■ DATA TO USE:

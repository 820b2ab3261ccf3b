//! Correlation runner.
//!
//! Turns a reference/target pair into per-chunk results:
//! 1. Resolve and decode the audio track of each file
//! 2. Separate (optional, both sides or neither) and filter
//! 3. Extract independent chunk copies
//! 4. Correlate every chunk in parallel, then restore chunk order
//!
//! The multi-algorithm variant prepares the chunks once and runs every
//! enabled algorithm over the same set.

use std::path::PathBuf;

use rayon::prelude::*;

use super::chunks::{extract_chunks, ChunkConfig};
use super::decode::decode_audio;
use super::filtering::{apply_filter, FilterConfig};
use super::methods::{create_algorithm, create_from_name, CorrelationAlgorithm};
use super::separation::apply_separation;
use super::tracks::{probe_media, resolve_audio_track, AudioTrack, MediaInfo};
use super::types::{
    AnalysisError, AnalysisResult, AudioChunk, AudioData, CancellationToken, ChunkResult,
    CorrelationResult,
};
use crate::config::EngineSettings;
use crate::logging::JobLogger;
use crate::models::{CorrelationMethod, FilteringMethod};

/// Chunks needed before a run counts as a measurement rather than a guess.
pub const MIN_CHUNKS: usize = 2;

/// A media file and the audio track to analyze in it.
#[derive(Debug, Clone)]
pub struct AudioSource {
    pub path: PathBuf,
    /// Explicit 0-based audio stream index.
    pub track_index: Option<usize>,
    /// Preferred language when no index is given (2 or 3 letter code).
    pub language: Option<String>,
}

impl AudioSource {
    pub fn new(path: impl Into<PathBuf>) -> Self {
        Self {
            path: path.into(),
            track_index: None,
            language: None,
        }
    }

    pub fn with_track(mut self, index: usize) -> Self {
        self.track_index = Some(index);
        self
    }

    pub fn with_language(mut self, language: impl Into<String>) -> Self {
        self.language = Some(language.into());
        self
    }
}

/// Decoded audio plus what was learned while probing the file.
#[derive(Debug, Clone)]
pub struct DecodedSource {
    pub audio: AudioData,
    pub track: AudioTrack,
    pub media: MediaInfo,
}

/// Runs correlation for one job.
///
/// Holds the job's settings and logger by reference. With
/// `correlation.max_workers > 0` chunk work runs on a dedicated pool of that
/// size, otherwise on rayon's global pool.
pub struct CorrelationRunner<'a> {
    settings: &'a EngineSettings,
    logger: &'a JobLogger,
    cancel: CancellationToken,
    pool: Option<rayon::ThreadPool>,
}

impl<'a> CorrelationRunner<'a> {
    pub fn new(settings: &'a EngineSettings, logger: &'a JobLogger, cancel: CancellationToken) -> Self {
        let workers = settings.correlation.max_workers;
        let pool = if workers > 0 {
            match rayon::ThreadPoolBuilder::new().num_threads(workers).build() {
                Ok(pool) => Some(pool),
                Err(e) => {
                    logger.warn(&format!(
                        "Could not create a {}-thread pool ({}), using the global pool",
                        workers, e
                    ));
                    None
                }
            }
        } else {
            None
        };

        Self {
            settings,
            logger,
            cancel,
            pool,
        }
    }

    pub fn settings(&self) -> &'a EngineSettings {
        self.settings
    }

    pub fn logger(&self) -> &'a JobLogger {
        self.logger
    }

    fn install<R: Send>(&self, op: impl FnOnce() -> R + Send) -> R {
        match &self.pool {
            Some(pool) => pool.install(op),
            None => op(),
        }
    }

    /// Probe a file, pick its audio track and decode it.
    pub fn decode_source(&self, source_key: &str, source: &AudioSource) -> AnalysisResult<DecodedSource> {
        self.cancel.check()?;
        let path = &source.path;
        if !path.exists() {
            return Err(AnalysisError::SourceNotFound(path.display().to_string()));
        }

        self.logger.command(&format!("mkvmerge -J \"{}\"", path.display()));
        let media = probe_media(path)?;
        let tracks = media.audio_tracks();
        let track = resolve_audio_track(
            path,
            &tracks,
            source.track_index,
            source.language.as_deref(),
        )?
        .clone();
        self.logger
            .info(&format!("[{}] Selected: {}", source_key, track.describe()));

        let corr = &self.settings.correlation;
        self.logger.info(&format!("Decoding {} audio...", source_key));
        let audio = decode_audio(path, track.stream_index, corr.sample_rate_hz, corr.use_soxr_resampler)?;
        self.logger.info(&format!(
            "{} audio decoded: {:.1}s",
            source_key,
            audio.duration_secs()
        ));

        Ok(DecodedSource { audio, track, media })
    }

    /// Separate, filter and cut both buffers into chunks.
    ///
    /// No chunk at all is `InsufficientChunks`; a single chunk is allowed
    /// through with a warning and handled by the selector's fallback.
    pub fn prepare_chunks(&self, reference: &AudioData, target: &AudioData) -> AnalysisResult<Vec<AudioChunk>> {
        self.cancel.check()?;
        if reference.sample_rate != target.sample_rate {
            return Err(AnalysisError::InvalidAudio(format!(
                "sample rate mismatch: reference {} Hz, target {} Hz",
                reference.sample_rate, target.sample_rate
            )));
        }
        let sample_rate = reference.sample_rate;

        let pair = apply_separation(
            &reference.samples,
            &target.samples,
            sample_rate,
            &self.settings.separation,
            self.logger,
        );

        let filtering = &self.settings.filtering;
        let filter = FilterConfig::from_settings(filtering, sample_rate);
        let (ref_samples, tgt_samples) = if filtering.filtering_method == FilteringMethod::None {
            (pair.reference, pair.target)
        } else {
            self.logger.info(&format!(
                "Audio filtering: {} (low={:.0}Hz, high={:.0}Hz, order={})",
                filtering.filtering_method,
                filtering.filter_low_cutoff_hz,
                filtering.filter_high_cutoff_hz,
                filtering.filter_order
            ));
            (
                apply_filter(&pair.reference, &filter),
                apply_filter(&pair.target, &filter),
            )
        };

        let config = ChunkConfig::from(&self.settings.chunks);
        let chunks = extract_chunks(&ref_samples, &tgt_samples, sample_rate, &config);
        match chunks.len() {
            0 => Err(AnalysisError::InsufficientChunks {
                got: 0,
                required: MIN_CHUNKS,
            }),
            1 => {
                self.logger.warn(&format!(
                    "Only 1 chunk fits the scan window ({} required); result will be unverified",
                    MIN_CHUNKS
                ));
                Ok(chunks)
            }
            n => {
                self.logger.info(&format!(
                    "Analyzing {} chunks of {}s each",
                    n, config.chunk_duration_s
                ));
                Ok(chunks)
            }
        }
    }

    /// Correlate prepared chunks with one algorithm and log every result.
    pub fn correlate(
        &self,
        chunks: &[AudioChunk],
        algorithm: &dyn CorrelationAlgorithm,
        sample_rate: u32,
    ) -> AnalysisResult<Vec<ChunkResult>> {
        let threshold = self.settings.correlation.match_threshold_pct;
        let results = self.install(|| {
            correlate_chunks(chunks, algorithm, sample_rate, threshold, &self.cancel)
        })?;
        log_chunk_results(self.logger, &results);
        Ok(results)
    }

    /// Run the configured algorithm over a decoded pair.
    pub fn run(
        &self,
        source_key: &str,
        reference: &AudioData,
        target: &AudioData,
    ) -> AnalysisResult<CorrelationResult> {
        let corr = &self.settings.correlation;
        let algorithm = create_from_name(&corr.correlation_method, corr.audio_peak_fit)?;
        self.logger.info(&format!(
            "Method: {}, SOXR: {}, Peak fit: {}",
            algorithm.name(),
            corr.use_soxr_resampler,
            corr.audio_peak_fit
        ));

        let chunks = self.prepare_chunks(reference, target)?;
        let results = self.correlate(&chunks, algorithm.as_ref(), reference.sample_rate)?;
        Ok(CorrelationResult::new(source_key, algorithm.name(), results))
    }

    /// Run every enabled algorithm over one shared chunk set.
    ///
    /// Results come back in registry order. With no algorithm enabled the
    /// configured one is used alone.
    pub fn run_multi(
        &self,
        source_key: &str,
        reference: &AudioData,
        target: &AudioData,
    ) -> AnalysisResult<Vec<CorrelationResult>> {
        let corr = &self.settings.correlation;
        let mut methods = enabled_methods(self.settings);
        if methods.is_empty() {
            let configured = CorrelationMethod::from_name(&corr.correlation_method)
                .ok_or_else(|| AnalysisError::UnknownMethod(corr.correlation_method.clone()))?;
            self.logger.warn(&format!(
                "No multi-correlation methods enabled, using {}",
                configured.name()
            ));
            methods.push(configured);
        }

        let chunks = self.prepare_chunks(reference, target)?;
        let sample_rate = reference.sample_rate;
        let threshold = corr.match_threshold_pct;
        let peak_fit = corr.audio_peak_fit;
        let cancel = &self.cancel;

        let per_method: Vec<(CorrelationMethod, Vec<ChunkResult>)> = self.install(|| {
            methods
                .par_iter()
                .map(|&method| {
                    cancel.check()?;
                    let algorithm = create_algorithm(method, peak_fit);
                    correlate_chunks(&chunks, algorithm.as_ref(), sample_rate, threshold, cancel)
                        .map(|results| (method, results))
                })
                .collect::<AnalysisResult<Vec<_>>>()
        })?;

        let bar = "─".repeat(60);
        Ok(per_method
            .into_iter()
            .map(|(method, results)| {
                self.logger
                    .info(&format!("\n{}\n  Method: {}\n{}", bar, method.name(), bar));
                log_chunk_results(self.logger, &results);
                CorrelationResult::new(source_key, method.name(), results)
            })
            .collect())
    }
}

/// Methods switched on in `[multi_correlation]`, in registry order.
pub fn enabled_methods(settings: &EngineSettings) -> Vec<CorrelationMethod> {
    CorrelationMethod::all()
        .iter()
        .copied()
        .filter(|m| settings.multi_correlation.is_enabled(&m.config_key()))
        .collect()
}

/// Correlate chunks in parallel and return them in chunk order.
///
/// An algorithm error rejects only its own chunk. Cancellation is checked
/// before each chunk starts; chunks already running finish.
pub fn correlate_chunks(
    chunks: &[AudioChunk],
    algorithm: &dyn CorrelationAlgorithm,
    sample_rate: u32,
    match_threshold_pct: f64,
    cancel: &CancellationToken,
) -> AnalysisResult<Vec<ChunkResult>> {
    let mut results = chunks
        .par_iter()
        .map(|chunk| {
            cancel.check()?;
            let result = match algorithm.find_delay(&chunk.ref_samples, &chunk.target_samples, sample_rate) {
                Ok(estimate) => ChunkResult::new(
                    chunk.index,
                    chunk.start_time_s,
                    estimate.delay_ms,
                    estimate.confidence,
                    match_threshold_pct,
                ),
                Err(e) => {
                    tracing::warn!(
                        chunk = chunk.index,
                        method = algorithm.name(),
                        "chunk correlation failed: {}",
                        e
                    );
                    ChunkResult::failed(chunk.index, chunk.start_time_s)
                }
            };
            Ok(result)
        })
        .collect::<AnalysisResult<Vec<_>>>()?;

    results.sort_by_key(|r| r.chunk_index);
    Ok(results)
}

fn log_chunk_results(logger: &JobLogger, results: &[ChunkResult]) {
    let total = results.len();
    for result in results {
        logger.info(&format!(
            "Chunk {:2}/{} (@{:.1}s): delay = {:+} ms (raw={:+.3}, match={:.2}) — {}",
            result.chunk_index,
            total,
            result.start_time_s,
            result.delay_ms,
            result.raw_delay_ms,
            result.confidence,
            result.status_str()
        ));
    }
    let accepted = results.iter().filter(|r| r.accepted).count();
    logger.info(&format!("{}/{} chunks accepted", accepted, total));
}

■ WHAT THIS TASK INVOLVES: Every line in the data that holds the string "required" should be returned.

■ WORKED SOLUTION:
                required: MIN_CHUNKS,
                    "Only 1 chunk fits the scan window ({} required); result will be unverified",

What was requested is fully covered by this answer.